"I fear me that plea will avail us little," Raoul answered. "But say on, dearest Melanie, and believe that there is nothing you can ask which I will not give you gladly—even if it were my own life-blood. Say on, so shall we best arrive at the truth of this intricate and black affair."

"Mark me, then, Raoul, for every word I shall speak is as true as the sun in heaven. It is near two years now since we heard that you had fallen in battle, and that your body had been carried off by the barbarians. Long! long I hoped and prayed, but prayers and hopes were alike in vain. I wrote to you often, as I promised, but no line from you has reached me, since the day when you sailed for India, and that made me fear that the dread news was true. But at the last, to make assurance doubly sure, all my own letters were returned to me six months since, with their seals unbroken, and an endorsement from the authorities in India that the person addressed was not to be found. Then hope itself was over; and my father, who never from the first had doubted that you were no more—"
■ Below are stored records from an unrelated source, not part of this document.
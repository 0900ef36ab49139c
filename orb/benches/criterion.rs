use criterion::{criterion_group, criterion_main, Criterion};
use image::{GrayImage, Luma};
use orb::Orb;

fn load_image() -> orb::image::GrayFloatImage {
    let gray = GrayImage::from_fn(1024, 768, |x, y| {
        Luma([((x / 17 * 53 + y / 23 * 97 + (x ^ y) % 7) % 256) as u8])
    });
    orb::image::GrayFloatImage::from_gray(&gray)
}

fn extract(c: &mut Criterion) {
    let image = load_image();
    let orb = Orb::new(5000);
    c.bench_function("extract", |b| {
        b.iter(|| orb.extract_from_gray_float_image(&image))
    });
}

criterion_group!(
    name = orb_extract;
    config = Criterion::default().sample_size(10);
    targets = extract
);

fn bench_gaussian_blur(c: &mut Criterion) {
    let image = load_image();
    c.bench_function("gaussian_blur_7x7", |b| {
        b.iter(|| orb::image::gaussian_blur(&image, 2.0, 7))
    });
}

criterion_group!(
    name = orb_image;
    config = Criterion::default().sample_size(10);
    targets = bench_gaussian_blur
);

criterion_main!(orb_extract, orb_image);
"Out on him! out on him! the heartless villain!" the young man interrupted her indignantly. "He knows, as well as I myself, that I am living; although it is no fault of his or his coadjutors that I am so. He knows not as yet, however, that I am here; but he shall know it ere long to his cost, my Melanie."

"At least," she answered in a faltering voice, "at least he swore to me that you were dead; and never having ceased to persecute me, since the day that fatal tidings reached, to become the wife of La Rochederrien, now Marquis de Ploermel, he now became doubly urgent—"

"And you, Melanie! you yielded! I had thought you would have died sooner."

"I had no choice but to yield, Raoul. Or at least but the choice of that old man's hand, or an eternal dungeon. The lettres de cachet were signed, and you dead, and on the conditions I extorted from the marquis, I became in name, Raoul, only in name, by all my hopes of Heaven! the wife of the man whom you pronounce, wherefore, I cannot dream, the basest of mankind. Now tell me."

"And did it never strike you as being wonderful and most unnatural that this Ploermel, who is neither absolutely a dotard nor an old woman, should accept your hand upon this condition?"

"I was too happy to succeed in extorting it to think much of that," she answered.

"Extorted!" replied Raoul bitterly, "And how, I pray you, is this condition which you extorted ratified or made valid?"

"It is signed by himself, and witnessed by my own father, that, being I regard myself the wife of the dead, he shall ask no more of familiarity from me than if I were the bride of heaven!"